1. We still depend on our colonisers to be our liberators

Following “independence”, one would have thought that we’d have all used the opportunity of our colonisers’ departure to indigenise our cultures and societies. However, what we found was that their departure left the continent psychologically traumatised, economically destabilised and struggling to catch up with the industrialisation of societies that other parts of the world were already benefiting from on our account. On paper, Africa was ‘free’, but with the colonial powers still in the picture dictating behind the scenes we soon realised that they never intended to let Africa go and the assassination of pan African leaders from 1961-1973 was a clear message to anybody else who wanted to resist this.

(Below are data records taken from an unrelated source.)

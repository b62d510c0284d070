//! Self-improving UI element resolution
//!
//! Resolves a named control ("post button", "search field") to tap
//! coordinates on an app whose identifiers, text and layout drift between
//! releases. Resolution falls back from the caller's exact selector, to
//! selectors remembered from earlier runs, to a vision model, and every
//! outcome adjusts the confidence of the selectors involved.
//!
//! ```ignore
//! let memory = Arc::new(SelectorMemory::open(Arc::new(JsonFileStore::new(path))).await);
//! let vision = Arc::new(VisionLocator::new(Arc::new(HttpVisionChat::from_env()?)));
//! let resolver = ElementResolver::new(finder, memory).with_vision(vision);
//!
//! let result = resolver
//!     .find_element("com.social", "post button", &Selector::parse("id:btn_post")?)
//!     .await;
//! ```

pub mod config;
pub mod errors;
pub mod finder;
pub mod mapping;
pub mod memory;
pub mod resolver;
pub mod selector;
pub mod storage;
pub mod utils;

pub use config::ResolverConfig;
pub use errors::{ResolverError, Result};
pub use finder::{find_with_selector, StandardFinder};
pub use mapping::ElementMapping;
pub use memory::{MemoryStats, SelectorMemory};
pub use resolver::{ElementResolver, FindMethod, FindResult};
pub use selector::{Selector, SelectorKind, FAILURE_PENALTY, SUCCESS_BOOST};
pub use storage::{InMemoryStore, JsonFileStore, MappingStore};
pub use utils::normalize_key;

// Re-export types from element-vision crate
pub use element_vision::{
    Coordinates, HttpVisionChat, ScreenSize, ScreenshotResult, VisionChat, VisionFindResult,
    VisionLocator,
};
use crate::selector::{Selector, SelectorKind};
use chrono::{DateTime, Utc};
use element_vision::Coordinates;
use serde::{Deserialize, Serialize};

/// Everything remembered about one named element of one app
#[derive(Debug, Clone, PartialEq, Serialize, Deserialize)]
pub struct ElementMapping {
    pub app_id: String,
    /// Normalized element key, see [`crate::utils::normalize_key`]
    pub element_key: String,
    /// Candidate selectors; at most one per (kind, value)
    #[serde(default)]
    pub selectors: Vec<Selector>,
    /// What the element looks like, as last reported by the vision model
    #[serde(default, skip_serializing_if = "Option::is_none")]
    pub visual_description: Option<String>,
    #[serde(default, skip_serializing_if = "Option::is_none")]
    pub last_known_coordinates: Option<Coordinates>,
    #[serde(default)]
    pub success_count: u64,
    #[serde(default)]
    pub failure_count: u64,
    pub last_updated: DateTime<Utc>,
}

impl ElementMapping {
    pub fn new(app_id: impl Into<String>, element_key: impl Into<String>) -> Self {
        Self {
            app_id: app_id.into(),
            element_key: element_key.into(),
            selectors: Vec::new(),
            visual_description: None,
            last_known_coordinates: None,
            success_count: 0,
            failure_count: 0,
            last_updated: Utc::now(),
        }
    }

    pub fn selector(&self, kind: SelectorKind, value: &str) -> Option<&Selector> {
        self.selectors.iter().find(|s| s.matches(kind, value))
    }

    /// Selectors ordered by confidence, highest first. Ties keep insertion order.
    pub fn ranked_selectors(&self) -> Vec<Selector> {
        let mut ranked = self.selectors.clone();
        ranked.sort_by(|a, b| b.confidence.total_cmp(&a.confidence));
        ranked
    }

    /// Reinforce `selector` if already known, otherwise add it as given.
    ///
    /// A known visual selector ends at no less than the incoming confidence,
    /// which for a vision hit is what the model just reported.
    pub fn apply_success(&mut self, selector: Selector, coordinates: Option<Coordinates>) {
        match self
            .selectors
            .iter_mut()
            .find(|s| s.same_target(&selector))
        {
            Some(existing) => {
                existing.reinforce();
                if selector.kind == SelectorKind::Visual {
                    existing.confidence = existing.confidence.max(selector.confidence);
                }
            }
            None => self.selectors.push(selector),
        }
        self.success_count += 1;
        if coordinates.is_some() {
            self.last_known_coordinates = coordinates;
        }
        self.last_updated = Utc::now();
    }

    /// Count a failed attempt and decay the matching selector, if any.
    pub fn apply_failure(&mut self, kind: SelectorKind, value: &str) {
        if let Some(existing) = self.selectors.iter_mut().find(|s| s.matches(kind, value)) {
            existing.penalize();
        }
        self.failure_count += 1;
        self.last_updated = Utc::now();
    }
}
use std::env;
use std::path::PathBuf;

/// Settings for building a resolver, read from the environment.
#[derive(Debug, Clone, PartialEq, Eq)]
pub struct ResolverConfig {
    /// Where the selector memory document lives
    pub memory_path: PathBuf,
    /// Whether the vision tier may be used
    pub vision_enabled: bool,
}

impl Default for ResolverConfig {
    fn default() -> Self {
        Self {
            memory_path: default_memory_path(),
            vision_enabled: true,
        }
    }
}

impl ResolverConfig {
    /// Read `ELEMENT_RESOLVER_MEMORY_PATH` and `ELEMENT_RESOLVER_DISABLE_VISION`.
    pub fn from_env() -> Self {
        let memory_path = env::var_os("ELEMENT_RESOLVER_MEMORY_PATH")
            .filter(|p| !p.is_empty())
            .map(PathBuf::from)
            .unwrap_or_else(default_memory_path);
        let vision_disabled = env::var("ELEMENT_RESOLVER_DISABLE_VISION")
            .map(|v| is_truthy(&v))
            .unwrap_or(false);

        Self {
            memory_path,
            vision_enabled: !vision_disabled,
        }
    }
}

/// `<local data dir>/element-resolver/selector_memory.json`
pub fn default_memory_path() -> PathBuf {
    dirs::data_local_dir()
        .unwrap_or_else(std::env::temp_dir)
        .join("element-resolver")
        .join("selector_memory.json")
}

fn is_truthy(value: &str) -> bool {
    value == "1" || value.eq_ignore_ascii_case("true")
}
use clap::{Parser, Subcommand};
use element_resolver::{Coordinates, Selector};
use std::path::PathBuf;

#[derive(Parser, Debug)]
#[command(name = "element-resolver")]
#[command(about = "Inspect and seed the element resolver's selector memory")]
#[command(
    long_about = "Reads and updates the selector memory document used by the element resolver, and runs the vision locator against saved screenshots. All output is JSON on stdout."
)]
pub struct Cli {
    /// Path of the selector memory document (defaults to the local data directory)
    #[arg(long, global = true, env = "ELEMENT_RESOLVER_MEMORY_PATH")]
    pub memory: Option<PathBuf>,

    /// Log at debug level
    #[arg(long, short = 'v', global = true)]
    pub verbose: bool,

    #[command(subcommand)]
    pub command: Commands,
}

#[derive(Subcommand, Debug)]
pub enum Commands {
    /// Show aggregate memory statistics
    Stats,
    /// List every remembered element of an app
    Mappings {
        #[arg(long)]
        app: String,
    },
    /// Show one element with its selectors, best first
    Show(ElementArgs),
    /// Record that a selector located an element
    Record {
        #[command(flatten)]
        element: ElementArgs,
        /// Selector as kind:value, e.g. id:btn_post or text:Share
        #[arg(long, value_parser = parse_selector)]
        selector: Selector,
        /// Starting confidence for a selector not seen before
        #[arg(long, default_value_t = 1.0)]
        confidence: f64,
        /// Where the element was found, as x,y
        #[arg(long, value_parser = parse_coordinates)]
        at: Option<Coordinates>,
    },
    /// Record that a selector failed to locate an element
    Fail {
        #[command(flatten)]
        element: ElementArgs,
        #[arg(long, value_parser = parse_selector)]
        selector: Selector,
    },
    /// Store what an element looks like, for future vision lookups
    Describe {
        #[command(flatten)]
        element: ElementArgs,
        #[arg(long)]
        text: String,
    },
    /// Ask the vision model where an element is in a screenshot
    Locate {
        /// PNG or JPEG screenshot
        #[arg(long)]
        screenshot: PathBuf,
        /// What to look for, e.g. "post button"
        #[arg(long)]
        description: String,
        /// Screen width in pixels (defaults to the image width)
        #[arg(long)]
        width: Option<u32>,
        /// Screen height in pixels (defaults to the image height)
        #[arg(long)]
        height: Option<u32>,
    },
    /// Ask the vision model to describe a screenshot
    DescribeScreen {
        #[arg(long)]
        screenshot: PathBuf,
    },
}

#[derive(clap::Args, Debug)]
pub struct ElementArgs {
    /// Application identifier, e.g. com.example.social
    #[arg(long)]
    pub app: String,
    /// Element name, e.g. "post button"
    #[arg(long)]
    pub key: String,
}

fn parse_selector(s: &str) -> Result<Selector, String> {
    Selector::parse(s).map_err(|e| e.to_string())
}

fn parse_coordinates(s: &str) -> Result<Coordinates, String> {
    s.parse()
}

#[cfg(test)]
mod tests {
    use super::*;
    use element_resolver::SelectorKind;

    #[test]
    fn test_cli_definition_is_valid() {
        use clap::CommandFactory;
        Cli::command().debug_assert();
    }

    #[test]
    fn test_parse_record_command() {
        let cli = Cli::try_parse_from([
            "element-resolver",
            "record",
            "--app",
            "com.social",
            "--key",
            "post button",
            "--selector",
            "text:Share",
            "--confidence",
            "0.6",
            "--at",
            "900,2200",
        ])
        .unwrap();

        match cli.command {
            Commands::Record {
                element,
                selector,
                confidence,
                at,
            } => {
                assert_eq!(element.key, "post button");
                assert_eq!(selector.kind, SelectorKind::Text);
                assert_eq!(confidence, 0.6);
                assert_eq!(at, Some(Coordinates::new(900, 2200)));
            }
            other => panic!("unexpected command {other:?}"),
        }
    }

    #[test]
    fn test_bad_selector_is_rejected() {
        let result = Cli::try_parse_from([
            "element-resolver",
            "fail",
            "--app",
            "com.social",
            "--key",
            "post",
            "--selector",
            "Share",
        ]);
        assert!(result.is_err());
    }
}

With the resulting political instability and our countries heavily assimilated with the metropolis ways of our former colonial rulers, many Africans began to develop a dependence mentality rather than steering towards an African Renaissance as we began to believe that we couldn’t help ourselves. We began to believe that with so much interruption in our developmental history, we needed them to ‘guide us’ as they did when they led us into ‘civilization’.

Begging hands

However, whether it was due to fear or ignorance or a combination of both, our resistance to, or procrastinated belief in, the African Renaissance meant we created a culture where we came to rely on foreign aid rather than maximising the productivity and efficiency of our economies with the proceeds from our natural wealth. Billions of Dollars in development aid with more being campaigned for, yet nothing to show for it. In some countries it even made things worse (read Dambiso Moyo’s Dead Aid, 2010). On top of which the more we believed we couldn’t do without aid from the west, the more our belief blinded us to the billions more headed in the other direction.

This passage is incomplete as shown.